One of his most memorable plays came in March 2015 against the Los Angeles Clippers, when he danced through multiple defenders, splitting a double team before hitting a step-back three. It was a reminder that for all the talk of his shooting, Curry's handle might be just as mesmerising.
Then came Oklahoma City, February 27, 2016.
With less than a second left in overtime, the reigning MVP pulled up from 32 feet and drilled the winner to silence the Thunder crowd. Twelve threes that night, a new single-season record for triples, and a single moment that became basketball folklore.
These plays didn't just win games; they changed how fans and players imagined what was possible.
A career of firsts
From Golden State's 2015 title run to their record-breaking 73-win season, Curry has been the engine behind one of the NBA's most dominant dynasties.
He became the first player ever to make 400 threes in a season, the league's only unanimous MVP, and a two-time scoring champion. In 2022, he filled the lone gap on his resume by winning Finals MVP after leading the team to its fourth championship of the decade.
Every milestone has carried the same theme: precision, perseverance, and joy. Curry has built a career not only on success but on how he achieves it, with humility and a sense of play that made even casual fans fall in love with the sport again.
In 2024, he added another jewel to his collection: an Olympic gold medal in Paris. His heroics in the knockout rounds proved that even on the international stage, his influence and efficiency remain unmatched.
Wardell Stephen Curry II
— 4x NBA Champ
— 1x Finals MVP
— 2x MVP
— 11x All-Star
— 1x CPOTY
— 1x Olympic Gold medalist
— 9x All-NBA
— 4x First team All-NBA
— 2x Scoring Champ
— All-time leader in 3PM
— 1st Unanimous MVP
— Lead the Warriors to a 73-9 season
— Franchises leader… pic.twitter.com/aAVfd4qLAH— LoonMuse⚜️ (@KevonLooneyMuse) February 17, 2025
Legacy beyond the arc
Beyond the accolades, Curry's cultural impact is impossible to overstate.
He made the deep three-pointer mainstream. He inspired a generation to pull up from impossible range and forced coaches to rethink what good shot selection even means.

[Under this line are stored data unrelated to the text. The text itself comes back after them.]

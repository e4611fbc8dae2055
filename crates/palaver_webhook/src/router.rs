//! Name-keyed handler registry and the per-turn dispatch loop.

use std::future::Future;

use futures::future::BoxFuture;
use indexmap::IndexMap;
use palaver_conversation::Conversation;
use palaver_wire::{Argument, Status};
use serde_json::{Map, Value};

use crate::error::{Error, Result};

/// Error type produced by developer handlers.
pub type HandlerError = Box<dyn std::error::Error + Send + Sync>;

/// The future a handler resolves to, yielding the conversation back.
pub type HandlerFuture = BoxFuture<'static, std::result::Result<Conversation, HandlerError>>;

/// A developer-supplied intent handler. The conversation is moved in and
/// handed back so the handler may hold it across await points.
pub type IntentHandler = Box<dyn Fn(Conversation, TurnArgs) -> HandlerFuture + Send + Sync>;

/// A developer-supplied exception handler.
pub type Catcher = Box<dyn Fn(Conversation, HandlerError) -> HandlerFuture + Send + Sync>;

/// The fixed-arity arguments every handler receives alongside the
/// conversation: the raw utterance, the NLU slot values, and the first
/// platform argument with its status.
#[derive(Debug, Clone, Default)]
pub struct TurnArgs {
    pub input: String,

    pub parameters: Map<String, Value>,

    pub argument: Option<Argument>,

    pub status: Option<Status>,
}

impl TurnArgs {
    fn from_conversation(conv: &Conversation) -> Self {
        Self {
            input: conv.query.clone(),
            parameters: conv.parameters.clone(),
            argument: conv.arguments.first().cloned(),
            status: conv.arguments.first_status().cloned(),
        }
    }
}

/// One registry entry: answer directly, or hand off to another intent name.
enum Routing {
    Handle(IntentHandler),
    Redirect(String),
}

/// The read-only handler table, built once at configuration time.
#[derive(Default)]
pub struct Handlers {
    intents: IndexMap<String, Routing>,
    fallback: Option<IntentHandler>,
    catcher: Option<Catcher>,
}

impl Handlers {
    pub fn insert<F, Fut>(&mut self, intent: impl Into<String>, handler: F)
    where
        F: Fn(Conversation, TurnArgs) -> Fut + Send + Sync + 'static,
        Fut: Future<Output = std::result::Result<Conversation, HandlerError>> + Send + 'static,
    {
        self.intents.insert(
            intent.into(),
            Routing::Handle(Box::new(move |conv, args| Box::pin(handler(conv, args)))),
        );
    }

    /// Register `intent` to be fulfilled by `target`'s handler.
    pub fn redirect(&mut self, intent: impl Into<String>, target: impl Into<String>) {
        self.intents
            .insert(intent.into(), Routing::Redirect(target.into()));
    }

    pub fn set_fallback<F, Fut>(&mut self, handler: F)
    where
        F: Fn(Conversation, TurnArgs) -> Fut + Send + Sync + 'static,
        Fut: Future<Output = std::result::Result<Conversation, HandlerError>> + Send + 'static,
    {
        self.fallback = Some(Box::new(move |conv, args| Box::pin(handler(conv, args))));
    }

    pub fn set_catcher<F, Fut>(&mut self, catcher: F)
    where
        F: Fn(Conversation, HandlerError) -> Fut + Send + Sync + 'static,
        Fut: Future<Output = std::result::Result<Conversation, HandlerError>> + Send + 'static,
    {
        self.catcher = Some(Box::new(move |conv, error| Box::pin(catcher(conv, error))));
    }

    pub fn contains(&self, intent: &str) -> bool {
        self.intents.contains_key(intent)
    }

    /// Execute the handler for `intent` against the conversation.
    ///
    /// Redirect entries are followed with a visited set keyed by registry
    /// index, so a redirect cycle fails with [`Error::CircularIntentMap`]
    /// within at most table-size steps instead of hanging the request.
    /// Handler errors go to the catcher when one is configured; the catcher
    /// receives the turn's pre-handler state, so partial mutations from the
    /// failed handler are discarded.
    pub async fn dispatch(&self, conv: Conversation, intent: &str) -> Result<Conversation> {
        let mut traversed = vec![false; self.intents.len()];
        let mut name = intent;

        let handler = loop {
            match self.intents.get_full(name) {
                Some((index, _, routing)) => {
                    if traversed[index] {
                        return Err(Error::CircularIntentMap(name.to_owned()));
                    }
                    traversed[index] = true;

                    match routing {
                        Routing::Handle(handler) => break handler,
                        Routing::Redirect(target) => name = target,
                    }
                }
                None => match &self.fallback {
                    Some(fallback) => break fallback,
                    None => return Err(Error::HandlerNotFound(intent.to_owned())),
                },
            }
        };

        let args = TurnArgs::from_conversation(&conv);
        let pristine = self.catcher.as_ref().map(|_| conv.clone());

        match handler(conv, args).await {
            Ok(conv) => Ok(conv),
            Err(error) => match (&self.catcher, pristine) {
                (Some(catcher), Some(conv)) => {
                    tracing::debug!(%error, intent, "Handler failed; invoking catcher.");
                    catcher(conv, error).await.map_err(Error::Handler)
                }
                _ => Err(Error::Handler(error)),
            },
        }
    }
}

#[cfg(test)]
#[path = "router_tests.rs"]
mod tests;
//! Detects the end of the first full oscillation.
//!
//! A bob released from a turning point passes through zero velocity once at
//! the far turning point (half a period) and again when it returns. The
//! detector watches the solver's stream of states and fires on the first
//! velocity sign change after a guard time has elapsed:
//!
//! ```text
//! t > guard_time  &&  velocity_new * velocity_old < 0
//! ```
//!
//! The guard time is the harmonic period `2π·sqrt(L/g)`. It masks the
//! half-period crossing, and any rounding-noise sign flips near `t = 0` when
//! the release angle is tiny. The state that triggers detection is rejected,
//! so the kept trajectory ends on the last step before the crossing.

use pendula_core::Observer;
use pendula_solvers::transient::euler::{Action, Event};
use uom::si::{f64::Time, time::second};

use crate::{State, reference};

/// Guard time and last seen velocity used to test for a completed period.
#[derive(Debug, Clone, Copy, PartialEq)]
pub struct TerminationCriterion {
    /// Minimum elapsed time before a crossing counts (s).
    pub guard_time: f64,
    /// Velocity at the previous step (m/s).
    pub previous_velocity: f64,
}

impl TerminationCriterion {
    /// Returns `true` if a state at `time` with `velocity` completes a period.
    #[must_use]
    pub fn is_met(&self, time: f64, velocity: f64) -> bool {
        time > self.guard_time && velocity * self.previous_velocity < 0.0
    }
}

/// Solver observer that stops integration after one full period.
#[derive(Debug, Clone, Copy, PartialEq)]
pub struct PeriodDetector {
    criterion: TerminationCriterion,
    detected_at: Option<usize>,
}

impl PeriodDetector {
    /// Creates a detector that ignores crossings before `guard_time`.
    #[must_use]
    pub fn new(guard_time: Time) -> Self {
        Self {
            criterion: TerminationCriterion {
                guard_time: guard_time.get::<second>(),
                previous_velocity: 0.0,
            },
            detected_at: None,
        }
    }

    /// Creates a detector guarded by the harmonic period of `params`.
    #[must_use]
    pub fn harmonic(params: &crate::Parameters) -> Self {
        Self::new(reference::harmonic_period(params))
    }

    /// Returns the guard time.
    #[must_use]
    pub fn guard_time(&self) -> Time {
        Time::new::<second>(self.criterion.guard_time)
    }

    /// Returns the step whose state triggered detection, if any.
    #[must_use]
    pub fn detected_at(&self) -> Option<usize> {
        self.detected_at
    }
}

impl Observer<Event<State>, Action> for PeriodDetector {
    fn observe(&mut self, event: &Event<State>) -> Option<Action> {
        let velocity = event.state.velocity;

        if event.step > 0 && self.criterion.is_met(event.time, velocity) {
            self.detected_at = Some(event.step);
            return Some(Action::Reject);
        }

        self.criterion.previous_velocity = velocity;
        None
    }
}
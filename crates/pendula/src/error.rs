use pendula_solvers::transient::euler;

use crate::{Instability, Trajectory};

/// Errors that can occur while measuring a period.
#[derive(Debug, thiserror::Error)]
pub enum Error {
    #[error("invalid configuration: {reason}")]
    InvalidConfiguration { reason: &'static str },

    #[error("pendulum starts at rest in equilibrium and never swings")]
    DegenerateMotion,

    #[error("no period detected within {steps} steps")]
    NonConvergence {
        steps: usize,
        trajectory: Trajectory,
        instability: Option<Instability>,
    },

    #[error("stopped by observer after {steps} steps before a period was detected")]
    Interrupted { steps: usize, trajectory: Trajectory },

    #[error("integration failed")]
    Solver(#[from] euler::Error),
}

impl Error {
    /// Returns the partial trajectory carried by a failed run, if any.
    #[must_use]
    pub fn trajectory(&self) -> Option<&Trajectory> {
        match self {
            Error::NonConvergence { trajectory, .. } | Error::Interrupted { trajectory, .. } => {
                Some(trajectory)
            }
            Error::InvalidConfiguration { .. } | Error::DegenerateMotion | Error::Solver(_) => None,
        }
    }
}
/// Control actions understood by the Euler solver.
#[derive(Debug, Clone, Copy, PartialEq, Eq)]
pub enum Action {
    /// Stop after keeping the state that was just observed.
    StopEarly,

    /// Stop and drop the state that was just observed from the history.
    Reject,
}
//! Runs the pendulum until one full period has been observed.

use std::convert::Infallible;

use pendula_core::Observer;
use pendula_solvers::transient::euler::{self, Action, Event, Status};
use uom::si::{f64::Time, time::second};

use crate::{
    Config, EnergyMonitor, Error, Instability, Parameters, PeriodDetector, State, Trajectory,
    integrator,
};

/// A successfully measured period.
#[derive(Debug, Clone, PartialEq)]
pub struct Measurement {
    /// Time spanned by the kept trajectory, `len(trajectory) * dt`.
    pub period: Time,
    /// Every state from release up to the step before the closing crossing.
    pub trajectory: Trajectory,
    /// Set if energy drift exceeded the configured tolerance.
    pub instability: Option<Instability>,
}

/// Integrates the pendulum and measures one period of oscillation.
///
/// # Errors
///
/// - [`Error::InvalidConfiguration`] if `params` or `config` fail validation.
/// - [`Error::DegenerateMotion`] if the bob starts at rest hanging straight
///   down.
/// - [`Error::NonConvergence`] if `config.max_steps` runs out first. The
///   error carries the partial trajectory.
pub fn simulate(params: &Parameters, config: &Config) -> Result<Measurement, Error> {
    simulate_observed(params, config, ())
}

/// Like [`simulate`], but also hands every solver event to `observer`.
///
/// Events reach the observer after the period detector has seen them; the
/// event that completes the period is not forwarded. If the observer returns
/// an action, the run stops.
///
/// # Errors
///
/// As [`simulate`], plus [`Error::Interrupted`] if the observer stops the run
/// before a period is detected.
pub fn simulate_observed<Obs>(
    params: &Parameters,
    config: &Config,
    mut observer: Obs,
) -> Result<Measurement, Error>
where
    Obs: Observer<Event<State>, Action>,
{
    params
        .validate()
        .map_err(|reason| Error::InvalidConfiguration { reason })?;
    config
        .validate()
        .map_err(|reason| Error::InvalidConfiguration { reason })?;

    if params.is_at_rest() {
        return Err(Error::DegenerateMotion);
    }

    let dt = params.time_step.get::<second>();
    let mut detector = PeriodDetector::harmonic(params);
    let mut monitor = EnergyMonitor::new(params, config.drift_tolerance);

    let solution = euler::solve(
        params.initial_state(),
        dt,
        config.max_steps,
        |state: &State| Ok::<_, Infallible>(integrator::rates(state, params)),
        |event: &Event<State>| {
            let action = detector.observe(event).or_else(|| observer.observe(event));
            if action != Some(Action::Reject) {
                monitor.record(event.step, &event.state);
            }
            action
        },
    )?;

    let steps = solution.steps;
    let trajectory = Trajectory::new(solution.history, dt);
    let instability = monitor.instability();

    if detector.detected_at().is_some() {
        return Ok(Measurement {
            period: trajectory.elapsed(),
            trajectory,
            instability,
        });
    }

    match solution.status {
        Status::StoppedByObserver => Err(Error::Interrupted { steps, trajectory }),
        Status::Complete => Err(Error::NonConvergence {
            steps,
            trajectory,
            instability,
        }),
    }
}
#[cfg(feature = "serde")]
use serde::{Deserialize, Serialize};

/// Run limits for a simulation.
#[derive(Debug, Clone, Copy, PartialEq)]
#[cfg_attr(feature = "serde", derive(Serialize, Deserialize), serde(default))]
pub struct Config {
    /// Integration steps allowed before giving up on detecting a period.
    pub max_steps: usize,
    /// Relative energy drift, in units of `g·L`, that raises an
    /// [`Instability`](crate::Instability) warning.
    pub drift_tolerance: f64,
}

impl Default for Config {
    fn default() -> Self {
        Self {
            max_steps: 1_000_000,
            drift_tolerance: 0.25,
        }
    }
}

impl Config {
    /// Validates the step budget and drift tolerance.
    ///
    /// # Errors
    ///
    /// Returns an error if `max_steps` is zero or the drift tolerance is
    /// negative or non-finite.
    pub fn validate(&self) -> Result<(), &'static str> {
        if self.max_steps == 0 {
            return Err("max_steps must be at least 1");
        }
        if !self.drift_tolerance.is_finite() || self.drift_tolerance < 0.0 {
            return Err("drift_tolerance must be finite and non-negative");
        }
        Ok(())
    }
}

Every gym, from suburban driveways to packed arenas, now echoes with his influence. Kids imitate his form. Pros mirror his spacing. Teams structure entire offences around the concept of “gravity”, a term that barely existed before Curry entered the league.
He made small guards dream bigger and turned the underdog archetype into the blueprint for success. Through his efficiency and fearlessness, Curry proved that basketball greatness doesn't have to rely on size or strength.
It can live in precision, rhythm, and imagination.
The standard of greatness
When the GOAT debate surfaces, it usually centres around dominance, such as Jordan's killer instinct, LeBron's longevity, and Kobe's relentless drive.
But Curry's case is built differently.
His greatness isn't about overpowering opponents; it's about outthinking and outmoving them.
He changed not only how basketball is played, but how it's taught, watched, and dreamed about. The sport's modern identity, spacing, tempo, pace, and shooting all carry his fingerprints.
Sixteen seasons in, the league still bends to his rhythm. Defences still panic when he crosses half-court. Fans still hold their breath when he rises for a shot, because more often than not, it's going in.
He turned shooting into a weapon, joy into dominance, and the Warriors into one of the most influential teams ever assembled.
The conversation about the greatest player of all time will never have a single answer. But when it comes to transforming the game, inspiring generations, and mastering basketball's purest act, Stephen Curry stands alone.
He didn't just change the game; he changed what's possible within it.
And if this season's opening act is any indication, he's not done yet.